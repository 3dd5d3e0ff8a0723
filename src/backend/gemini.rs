//! Gemini-based translation using the Generative AI API.

use crate::backend::{
    endpoint, language_code, prompt, status_error, transport_error, BackendKind,
    BackendTranslation, TranslationBackend,
};
use crate::error::{PolyglotError, Result};
use crate::language::{Language, SourceLanguage};
use async_trait::async_trait;
use reqwest::Client;
use serde::{Deserialize, Serialize};
use tracing::debug;

const DEFAULT_BASE_URL: &str = "https://generativelanguage.googleapis.com";
const DEFAULT_MODEL: &str = "gemini-2.0-flash";

/// Lower temperature keeps translations consistent between calls.
const TEMPERATURE: f32 = 0.3;
const MAX_OUTPUT_TOKENS: u32 = 2048;
const TRUNCATED_FINISH_REASON: &str = "MAX_TOKENS";

/// Translator using Google Gemini API.
pub struct GeminiBackend {
    id: String,
    client: Client,
    api_key: String,
    model: String,
    base_url: String,
    max_text_length: usize,
}

impl GeminiBackend {
    /// Create a new Gemini backend with the given API key.
    pub fn new(api_key: String) -> Self {
        Self {
            id: BackendKind::Gemini.to_string(),
            client: Client::new(),
            api_key,
            model: DEFAULT_MODEL.to_string(),
            base_url: DEFAULT_BASE_URL.to_string(),
            max_text_length: BackendKind::Gemini.default_max_text_length(),
        }
    }

    pub fn with_id(mut self, id: impl Into<String>) -> Self {
        self.id = id.into();
        self
    }

    /// Set a different model (e.g., "gemini-1.5-pro").
    pub fn with_model(mut self, model: impl Into<String>) -> Self {
        self.model = model.into();
        self
    }

    pub fn with_base_url(mut self, base_url: impl Into<String>) -> Self {
        self.base_url = base_url.into();
        self
    }

    pub fn with_client(mut self, client: Client) -> Self {
        self.client = client;
        self
    }

    pub fn with_max_text_length(mut self, max_text_length: usize) -> Self {
        self.max_text_length = max_text_length;
        self
    }

    fn url(&self) -> String {
        endpoint(
            &self.base_url,
            &format!("v1beta/models/{}:generateContent", self.model),
        )
    }
}

#[derive(Serialize)]
#[serde(rename_all = "camelCase")]
struct GeminiRequest {
    contents: Vec<GeminiContent>,
    generation_config: GenerationConfig,
}

#[derive(Serialize)]
struct GeminiContent {
    parts: Vec<GeminiPart>,
}

#[derive(Serialize)]
struct GeminiPart {
    text: String,
}

#[derive(Serialize)]
#[serde(rename_all = "camelCase")]
struct GenerationConfig {
    temperature: f32,
    max_output_tokens: u32,
}

#[derive(Deserialize, Debug)]
#[serde(rename_all = "camelCase")]
struct GeminiResponse {
    candidates: Option<Vec<GeminiCandidate>>,
    error: Option<GeminiError>,
    usage_metadata: Option<UsageMetadata>,
}

#[derive(Deserialize, Debug)]
#[serde(rename_all = "camelCase")]
struct GeminiCandidate {
    content: Option<GeminiResponseContent>,
    finish_reason: Option<String>,
}

#[derive(Deserialize, Debug)]
struct GeminiResponseContent {
    parts: Option<Vec<GeminiResponsePart>>,
}

#[derive(Deserialize, Debug)]
struct GeminiResponsePart {
    text: Option<String>,
}

#[derive(Deserialize, Debug)]
struct GeminiError {
    message: String,
}

#[derive(Deserialize, Debug)]
#[serde(rename_all = "camelCase")]
struct UsageMetadata {
    total_token_count: Option<u64>,
}

#[async_trait]
impl TranslationBackend for GeminiBackend {
    async fn translate_one(
        &self,
        text: &str,
        source: SourceLanguage,
        target: &'static Language,
    ) -> Result<BackendTranslation> {
        let scheme = self.kind().scheme();
        if let Some(from) = source.language() {
            language_code(&self.id, scheme, from)?;
        }
        language_code(&self.id, scheme, target)?;

        debug!("Translating {} chars with Gemini: {} -> {}", text.chars().count(), source, target.name);

        let request = GeminiRequest {
            contents: vec![GeminiContent {
                parts: vec![GeminiPart {
                    text: prompt::build_prompt(text, source, target),
                }],
            }],
            generation_config: GenerationConfig {
                temperature: TEMPERATURE,
                max_output_tokens: MAX_OUTPUT_TOKENS,
            },
        };

        let response = self
            .client
            .post(self.url())
            .query(&[("key", self.api_key.as_str())])
            .json(&request)
            .send()
            .await
            .map_err(|e| transport_error(&self.id, e))?;

        let status = response.status();
        let body = response
            .text()
            .await
            .map_err(|e| transport_error(&self.id, e))?;

        if !status.is_success() {
            return Err(status_error(&self.id, status, &body));
        }

        let gemini_response: GeminiResponse = serde_json::from_str(&body).map_err(|e| {
            PolyglotError::unavailable(&self.id, format!("Failed to parse response: {}", e))
        })?;

        if let Some(error) = gemini_response.error {
            return Err(PolyglotError::unavailable(
                &self.id,
                format!("Gemini error: {}", error.message),
            ));
        }

        if let Some(tokens) = gemini_response
            .usage_metadata
            .and_then(|u| u.total_token_count)
        {
            debug!("Gemini translation used {} tokens", tokens);
        }

        let candidate = gemini_response
            .candidates
            .and_then(|c| c.into_iter().next());

        // A cut-off translation must not pass as a complete one.
        if let Some(reason) = candidate
            .as_ref()
            .and_then(|c| c.finish_reason.as_deref())
            .filter(|r| *r == TRUNCATED_FINISH_REASON)
        {
            return Err(PolyglotError::rejected(
                &self.id,
                format!("output truncated ({}), text too long for one call", reason),
            ));
        }

        let raw = candidate
            .and_then(|c| c.content)
            .and_then(|c| c.parts)
            .and_then(|p| p.into_iter().next())
            .and_then(|p| p.text)
            .unwrap_or_default();

        let translation = prompt::parse_output(&raw, source);
        if translation.text.is_empty() {
            return Err(PolyglotError::unavailable(&self.id, "empty translation"));
        }
        Ok(translation)
    }

    fn id(&self) -> &str {
        &self.id
    }

    fn kind(&self) -> BackendKind {
        BackendKind::Gemini
    }

    fn max_text_length(&self) -> usize {
        self.max_text_length
    }
}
******
• [Exercise]
Reproduce every line in the data that has the word "impl" in it.

• [Task answer]
impl GeminiBackend {
    pub fn with_id(mut self, id: impl Into<String>) -> Self {
    pub fn with_model(mut self, model: impl Into<String>) -> Self {
    pub fn with_base_url(mut self, base_url: impl Into<String>) -> Self {
impl TranslationBackend for GeminiBackend {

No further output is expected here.